Что здесь происходит?

Прежде всего то, что мы рассматривали как некоторое отношение сопоставления или систему отношений сопоставления, раскладывается на ряд действий. Возникает вопрос №1 с последней или конечной единицей анализа: можно ли такое отношение сопоставления раскладывать на действия внутри этой системы слоев? С моей точки зрения, если мы будем пользоваться понятием формы и содержания, то раскладывать это нельзя.

Почему? Дело в том, что в реальном анализе мы всегда движемся не снизу вверх, не от содержания к форме, а наоборот от формы к содержанию. Если мы зафиксировали один знак или поставленные в ряд знаки, то мы должны затем от них спуститься к некоторой единице им соответствующей. Если мы просто переходим в нижнюю плоскость, то должна быть задана единица. Дальнейший анализа ее будет лежать уже в другом предмете, если он будет задаваться.

Таким образом, если мы начинаем раскладывать на особые единицы действия, то мы невольно переходим в другой предмет анализа, теряем исходную категорию и задаваемую ею систему принципов и, следовательно, совершаем логическую ошибку. Выявленные в процессе изучения деятельности характеристики были использованы для того, чтобы установить отношения между содержанием в структурной схеме и эмпирическими проявлениями знаний.

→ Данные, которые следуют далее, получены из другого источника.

//! Scene lifecycle and per-frame ordering.
//!
//! ```text
//! Uninitialized --mount--> Mounted --first frame--> Running
//!                             |                        |
//!                             +-------unmount----------+--> Unmounted
//! ```
//!
//! Each frame runs in a fixed order:
//!
//! 1. advance the shader `time` uniform
//! 2. tilt the text toward the pointer ([`text_rotation`])
//! 3. tick the particle pool
//! 4. render through the post-processing chain
//!
//! Once unmounted, no frame runs and no further redraw is requested.

use glam::Vec2;
use tracing::debug;

#[derive(Debug, Clone, Copy, PartialEq, Eq, Default)]
pub enum ComposerState {
    #[default]
    Uninitialized,
    /// Scene built; text may still be loading.
    Mounted,
    /// At least one frame has been rendered.
    Running,
    /// Torn down. Terminal.
    Unmounted,
}

impl ComposerState {
    /// `Uninitialized -> Mounted`. Returns whether the transition happened.
    pub fn mount(&mut self) -> bool {
        self.transition(ComposerState::Mounted, matches!(self, ComposerState::Uninitialized))
    }

    /// `Mounted -> Running` on the first frame; `Running` stays put.
    ///
    /// Returns whether a frame may run.
    pub fn begin_frame(&mut self) -> bool {
        match self {
            ComposerState::Mounted => self.transition(ComposerState::Running, true),
            ComposerState::Running => true,
            _ => false,
        }
    }

    /// `Mounted | Running -> Unmounted`.
    pub fn unmount(&mut self) -> bool {
        let legal = matches!(self, ComposerState::Mounted | ComposerState::Running);
        self.transition(ComposerState::Unmounted, legal)
    }

    /// Whether frames, pointer and resize events should still be processed.
    pub fn accepts_frame(&self) -> bool {
        matches!(self, ComposerState::Mounted | ComposerState::Running)
    }

    fn transition(&mut self, to: ComposerState, legal: bool) -> bool {
        if legal {
            debug!("Composer {:?} -> {:?}", self, to);
            *self = to;
        }
        legal
    }
}

/// Text tilt `(rotation_x, rotation_y)` for a pointer in normalized device
/// coordinates (`+y` up): `rotation_y = x * max`, `rotation_x = -y * max`.
pub fn text_rotation(pointer_ndc: Vec2, max_rotation: f32) -> (f32, f32) {
    let p = pointer_ndc.clamp(Vec2::NEG_ONE, Vec2::ONE);
    // pointer above centre tips the top of the text away
    (-p.y * max_rotation, p.x * max_rotation)
}
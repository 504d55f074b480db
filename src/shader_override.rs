//! Holographic colour override for the host material shader.
//!
//! The host shader exposes no colour hook, so the override is spliced in as
//! text at fixed anchor lines (see [`material`](crate::material)). All splicing
//! goes through [`apply_patches`], which checks every anchor before touching the
//! source: a missing anchor is an [`ShaderError::AnchorNotFound`], never a
//! silently unmodified shader.
//!
//! The colour itself lives in a standalone WGSL function, `holographic_color`,
//! mirrored on the CPU by [`holographic_color`].

use glam::{Vec2, Vec3};

use crate::error::{ShaderError, ShaderStage};
use crate::material::{DIFFUSE_ANCHOR, VERTEX_MAIN_ANCHOR, VERTEX_OUTPUT_ANCHOR};
use crate::shader_utils::{hsv_to_rgb, simplex2, COLOR_WGSL, NOISE_WGSL};

/// Bind group holding the time uniform.
pub const TIME_GROUP: u32 = 2;

#[derive(Debug, Clone, Copy, PartialEq, Eq)]
pub enum PatchOp {
    /// Keep the anchor and insert text right after it.
    InsertAfter,
    /// Replace the anchor with the text.
    Replace,
}

/// One textual edit keyed on an anchor line.
#[derive(Debug, Clone, PartialEq, Eq)]
pub struct ShaderPatch {
    pub stage: ShaderStage,
    pub anchor: &'static str,
    pub op: PatchOp,
    pub text: String,
}

impl ShaderPatch {
    pub fn insert_after(stage: ShaderStage, anchor: &'static str, text: impl Into<String>) -> Self {
        Self {
            stage,
            anchor,
            op: PatchOp::InsertAfter,
            text: text.into(),
        }
    }

    pub fn replace(stage: ShaderStage, anchor: &'static str, text: impl Into<String>) -> Self {
        Self {
            stage,
            anchor,
            op: PatchOp::Replace,
            text: text.into(),
        }
    }
}

/// Apply `patches` in order, each at the first occurrence of its anchor.
///
/// Fails without modifying anything if any anchor is absent from `source`.
pub fn apply_patches(source: &str, patches: &[ShaderPatch]) -> Result<String, ShaderError> {
    if let Some(missing) = patches.iter().find(|p| !source.contains(p.anchor)) {
        return Err(ShaderError::AnchorNotFound {
            stage: missing.stage,
            anchor: missing.anchor,
        });
    }

    let mut out = source.to_string();
    for patch in patches {
        let replacement = match patch.op {
            PatchOp::InsertAfter => format!("{}{}", patch.anchor, patch.text),
            PatchOp::Replace => patch.text.clone(),
        };
        out = out.replacen(patch.anchor, &replacement, 1);
    }
    Ok(out)
}

/// Time uniform layout, padded to 16 bytes.
#[repr(C)]
#[derive(Copy, Clone, Debug, Default, bytemuck::Pod, bytemuck::Zeroable)]
pub struct TimeUniform {
    pub time: f32,
    pub _pad: [f32; 3],
}

impl TimeUniform {
    pub fn new(time: f32) -> Self {
        Self { time, _pad: [0.0; 3] }
    }
}

const TIME_WGSL: &str = r#"
struct TimeUniform {
    time: f32,
    _pad0: f32,
    _pad1: f32,
    _pad2: f32,
};

@group(2) @binding(0) var<uniform> time_uniform: TimeUniform;
"#;

const HOLOGRAPHIC_WGSL: &str = r#"
fn holographic_color(uv: vec2<f32>, time: f32) -> vec3<f32> {
    let t = time * 0.2;
    let scaled_uv = uv * 1.1;

    let noise1 = snoise(scaled_uv + vec2<f32>(t));
    let noise2 = snoise(scaled_uv * 0.05 - vec2<f32>(t * 0.1));
    let noise3 = snoise(scaled_uv * 0.08 + vec2<f32>(t * 0.14));

    let base_hue = uv.x * 0.4;
    let hue1 = base_hue + noise1 * 0.2 + t * 0.1;
    let hue2 = base_hue + noise2 * 0.2 + t * 0.15;
    let hue3 = base_hue + noise3 * 0.2 + t * 0.2;

    let color1 = hsv2rgb(vec3<f32>(hue1, 1.0, 2.0));
    let color2 = hsv2rgb(vec3<f32>(hue2 + 0.33, 0.8, 1.8));
    let color3 = hsv2rgb(vec3<f32>(hue3 + 0.66, 0.8, 1.9));

    let mix1 = sin(uv.y * 6.28 + noise1 * 3.0) * 0.5 + 0.5;
    let mix2 = cos(uv.x * 6.28 + noise2 * 3.0) * 0.5 + 0.5;
    var color = mix(color1, mix(color2, color3, vec3<f32>(mix1)), vec3<f32>(mix2));

    // horizontal shimmer bands
    var shimmer = pow(sin(noise1 * 10.0 + t * 3.0) * 0.5 + 0.5, 1.2);
    shimmer = shimmer * (sin(uv.x * 10.0) * 0.5 + 0.5);
    color = color + vec3<f32>(shimmer * 1.2);

    return color * 1.5;
}
"#;

/// CPU mirror of the WGSL `holographic_color`.
pub fn holographic_color(uv: Vec2, time: f32) -> Vec3 {
    let t = time * 0.2;
    let scaled_uv = uv * 1.1;

    let noise1 = simplex2(scaled_uv + Vec2::splat(t));
    let noise2 = simplex2(scaled_uv * 0.05 - Vec2::splat(t * 0.1));
    let noise3 = simplex2(scaled_uv * 0.08 + Vec2::splat(t * 0.14));

    let base_hue = uv.x * 0.4;
    let hue1 = base_hue + noise1 * 0.2 + t * 0.1;
    let hue2 = base_hue + noise2 * 0.2 + t * 0.15;
    let hue3 = base_hue + noise3 * 0.2 + t * 0.2;

    let color1 = hsv_to_rgb(Vec3::new(hue1, 1.0, 2.0));
    let color2 = hsv_to_rgb(Vec3::new(hue2 + 0.33, 0.8, 1.8));
    let color3 = hsv_to_rgb(Vec3::new(hue3 + 0.66, 0.8, 1.9));

    let mix1 = (uv.y * 6.28 + noise1 * 3.0).sin() * 0.5 + 0.5;
    let mix2 = (uv.x * 6.28 + noise2 * 3.0).cos() * 0.5 + 0.5;
    let mut color = color1.lerp(color2.lerp(color3, mix1), mix2);

    let shimmer = ((noise1 * 10.0 + t * 3.0).sin() * 0.5 + 0.5).powf(1.2) * ((uv.x * 10.0).sin() * 0.5 + 0.5);
    color += Vec3::splat(shimmer * 1.2);

    color * 1.5
}

/// Patches that route UVs to the fragment stage and swap the diffuse colour.
pub fn holographic_patches() -> Vec<ShaderPatch> {
    vec![
        ShaderPatch::insert_after(
            ShaderStage::Vertex,
            VERTEX_OUTPUT_ANCHOR,
            "\n    @location(3) v_uv: vec2<f32>,",
        ),
        ShaderPatch::insert_after(ShaderStage::Vertex, VERTEX_MAIN_ANCHOR, "\n    out.v_uv = in.uv;"),
        ShaderPatch::replace(
            ShaderStage::Fragment,
            DIFFUSE_ANCHOR,
            "var diffuse_color = vec4<f32>(holographic_color(in.v_uv, time_uniform.time), material.opacity);",
        ),
    ]
}

/// Splice the holographic colour into a host material shader.
///
/// Adds the time uniform at `@group(2) @binding(0)` and the noise/colour
/// helpers ahead of the host source; the host's lighting is left untouched.
pub fn inject_holographic(host: &str) -> Result<String, ShaderError> {
    let patched = apply_patches(host, &holographic_patches())?;
    Ok(format!(
        "{}{}{}{}\n{}",
        TIME_WGSL, NOISE_WGSL, COLOR_WGSL, HOLOGRAPHIC_WGSL, patched
    ))
}
//! Perspective camera looking down −Z.
//!
//! The scene camera never orbits: it sits at `(0, 0, z)` and faces the
//! particle field, so the view matrix is a pure translation.

use bytemuck::{Pod, Zeroable};
use glam::{Mat4, Vec2, Vec3};

/// Perspective camera used for rendering and pointer unprojection.
#[derive(Debug, Clone, Copy, PartialEq)]
pub struct PerspectiveCamera {
    /// Vertical field of view in degrees.
    pub fov_degrees: f32,
    /// Width / height of the viewport.
    pub aspect: f32,
    /// Near clip distance.
    pub near: f32,
    /// Far clip distance.
    pub far: f32,
    /// World position of the eye.
    pub position: Vec3,
}

impl PerspectiveCamera {
    pub fn new(fov_degrees: f32, aspect: f32, near: f32, far: f32) -> Self {
        Self {
            fov_degrees,
            aspect,
            near,
            far,
            position: Vec3::ZERO,
        }
    }

    /// Builder-style camera placement.
    pub fn at(mut self, position: Vec3) -> Self {
        self.position = position;
        self
    }

    /// Update the aspect ratio from a viewport size. Zero-sized viewports are ignored.
    pub fn set_viewport(&mut self, width: f32, height: f32) {
        if width > 0.0 && height > 0.0 {
            self.aspect = width / height;
        }
    }

    pub fn projection_matrix(&self) -> Mat4 {
        Mat4::perspective_rh(self.fov_degrees.to_radians(), self.aspect, self.near, self.far)
    }

    pub fn view_matrix(&self) -> Mat4 {
        Mat4::look_at_rh(self.position, self.position - Vec3::Z, Vec3::Y)
    }

    pub fn view_projection(&self) -> Mat4 {
        self.projection_matrix() * self.view_matrix()
    }

    /// Transform a normalized device coordinate back into world space.
    ///
    /// `ndc.z` uses wgpu's `[0, 1]` depth range.
    pub fn unproject(&self, ndc: Vec3) -> Vec3 {
        self.view_projection().inverse().project_point3(ndc)
    }

    /// Normalized device depth of a point `distance` units in front of the eye.
    pub fn ndc_depth(&self, distance: f32) -> f32 {
        self.projection_matrix()
            .project_point3(Vec3::new(0.0, 0.0, -distance))
            .z
    }

    /// World-space point under the pointer, halfway through the clip depth range.
    ///
    /// "Halfway" is measured in a `[-1, 1]` depth convention (NDC z = 0.5 there),
    /// which lands `4·far·near / (far + 3·near)` units in front of the eye. The
    /// pointer's reach across the particle field is calibrated against this plane.
    pub fn pointer_probe(&self, ndc: Vec2) -> Vec3 {
        let distance = 4.0 * self.far * self.near / (self.far + 3.0 * self.near);
        self.unproject(ndc.extend(self.ndc_depth(distance)))
    }
}

impl PerspectiveCamera {
    pub fn uniform(&self) -> CameraUniform {
        CameraUniform {
            view_proj: self.view_projection().to_cols_array_2d(),
            view: self.view_matrix().to_cols_array_2d(),
            proj: self.projection_matrix().to_cols_array_2d(),
            position: self.position.extend(1.0).to_array(),
        }
    }
}

/// Camera block shared by every scene pipeline at `@group(0) @binding(0)`.
#[repr(C)]
#[derive(Copy, Clone, Debug, Pod, Zeroable)]
pub struct CameraUniform {
    pub view_proj: [[f32; 4]; 4],
    pub view: [[f32; 4]; 4],
    pub proj: [[f32; 4]; 4],
    pub position: [f32; 4],
}

/// WGSL declaration matching [`CameraUniform`].
pub const CAMERA_WGSL: &str = r#"
struct Camera {
    view_proj: mat4x4<f32>,
    view: mat4x4<f32>,
    proj: mat4x4<f32>,
    position: vec4<f32>,
};
"#;

impl Default for PerspectiveCamera {
    fn default() -> Self {
        Self::new(75.0, 16.0 / 9.0, 0.1, 4000.0)
    }
}

#[cfg(test)]
mod tests {
    use super::*;

    #[test]
    fn test_unproject_center_stays_on_axis() {
        let camera = PerspectiveCamera::default();
        let p = camera.unproject(Vec3::new(0.0, 0.0, 0.5));
        assert!(p.x.abs() < 1e-4);
        assert!(p.y.abs() < 1e-4);
        assert!(p.z < 0.0);
    }

    #[test]
    fn test_ndc_depth_roundtrips_through_unproject() {
        let camera = PerspectiveCamera::default().at(Vec3::new(0.0, 0.0, 2.0));
        let z = camera.ndc_depth(10.0);
        let p = camera.unproject(Vec3::new(0.0, 0.0, z));
        assert!((p.z - (2.0 - 10.0)).abs() < 1e-2);
    }

    #[test]
    fn test_pointer_probe_depth() {
        let camera = PerspectiveCamera::default();
        let p = camera.pointer_probe(Vec2::ZERO);
        // 4 * 4000 * 0.1 / (4000 + 0.3)
        assert!((p.z + 0.39997).abs() < 1e-3);
    }

    #[test]
    fn test_pointer_probe_right_edge_matches_frustum_width() {
        let camera = PerspectiveCamera::default();
        let p = camera.pointer_probe(Vec2::new(1.0, 0.0));
        let half_fov = (camera.fov_degrees.to_radians() * 0.5).tan();
        let expected = -p.z * half_fov * camera.aspect;
        assert!((p.x - expected).abs() < 1e-3);
    }

    #[test]
    fn test_set_viewport_ignores_zero() {
        let mut camera = PerspectiveCamera::default();
        camera.set_viewport(0.0, 100.0);
        assert_eq!(camera.aspect, 16.0 / 9.0);
        camera.set_viewport(800.0, 800.0);
        assert_eq!(camera.aspect, 1.0);
    }
}
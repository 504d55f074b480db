//! Monotonic frame clock.
//!
//! The holographic shader's `time` uniform is seconds since the scene was
//! mounted, read once per rendered frame. It does not depend on how many
//! simulation ticks have run.
//!
//! ```ignore
//! let mut clock = FrameClock::new();
//! // once per frame:
//! let time = clock.tick();
//! queue.write_buffer(&time_buffer, 0, bytemuck::bytes_of(&TimeUniform::new(time)));
//! ```

use std::time::{Duration, Instant};

#[derive(Debug)]
pub struct FrameClock {
    start: Instant,
    last_frame: Instant,
    elapsed_secs: f32,
    delta_secs: f32,
    frame_count: u64,
    fps: f32,
    fps_frame_count: u64,
    fps_update_time: Instant,
    fps_updated: bool,
}

/// How often the FPS estimate refreshes.
const FPS_INTERVAL: Duration = Duration::from_millis(500);

impl FrameClock {
    pub fn new() -> Self {
        Self::starting_at(Instant::now())
    }

    fn starting_at(now: Instant) -> Self {
        Self {
            start: now,
            last_frame: now,
            elapsed_secs: 0.0,
            delta_secs: 0.0,
            frame_count: 0,
            fps: 0.0,
            fps_frame_count: 0,
            fps_update_time: now,
            fps_updated: false,
        }
    }

    /// Advance to the current instant. Returns seconds since start.
    pub fn tick(&mut self) -> f32 {
        self.tick_at(Instant::now())
    }

    fn tick_at(&mut self, now: Instant) -> f32 {
        self.delta_secs = now.saturating_duration_since(self.last_frame).as_secs_f32();
        self.last_frame = now;
        self.elapsed_secs = now.saturating_duration_since(self.start).as_secs_f32();
        self.frame_count += 1;

        let since_fps = now.saturating_duration_since(self.fps_update_time);
        self.fps_updated = since_fps >= FPS_INTERVAL;
        if self.fps_updated {
            self.fps = (self.frame_count - self.fps_frame_count) as f32 / since_fps.as_secs_f32();
            self.fps_frame_count = self.frame_count;
            self.fps_update_time = now;
        }

        self.elapsed_secs
    }

    /// Seconds since start, as of the last tick.
    #[inline]
    pub fn elapsed(&self) -> f32 {
        self.elapsed_secs
    }

    /// Seconds between the last two ticks.
    #[inline]
    pub fn delta(&self) -> f32 {
        self.delta_secs
    }

    #[inline]
    pub fn frame(&self) -> u64 {
        self.frame_count
    }

    #[inline]
    pub fn fps(&self) -> f32 {
        self.fps
    }

    /// True when the last tick refreshed [`fps`](Self::fps).
    #[inline]
    pub fn fps_updated(&self) -> bool {
        self.fps_updated
    }
}

impl Default for FrameClock {
    fn default() -> Self {
        Self::new()
    }
}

То есть, с точки зрения Розина, можно использовать эту схему ХΔ(А) для наложения на некоторый текст, репрезентирующий эмпирический материал, отождествляя его с содержанием в этой схеме. Я думаю, что это неправильно. Потому что никаких процедур наложения на эмпирический текст с выделением содержания не было. При этом рассуждали так: содержание каким-то образом связано с объективной действительностью, с деятельностью. Вероятно, содержание фиксирует эти объекты. Поэтому стали говорить, что содержание фиксирует объекты, включенные в определенные операции.

На чем здесь ударение? Можем ли мы говорить, что некоторое содержание фиксирует объекты, включенные в действия? Мне хотелось показать, что само суждение, что содержание фиксирует некоторые объекты, с точки зрения введенных нами понятий, если их понимать так, как я их излагал, не может быть высказано. Содержание и есть эта единица, она ничего не фиксирует. Объекты действительно являются элементами ее, а саму эту структуру мы фиксируем в знаковой форме. Полученные знания отнесли к структурной схеме, что позволило ее перестроить и получить схему ХΔ(А), т.е. речь идет — как из формы и содержания схемы «форма — содержание» получилась эта схема («Х дельта — А»).

Стали говорить, что эта схема («Х дельта — А») является операциональным изображением знания. Здесь возникает вопрос: а действительно ли в структуру знания входит такой элемент, как объект, и такой элемент, как реальное действие, или реальная операция?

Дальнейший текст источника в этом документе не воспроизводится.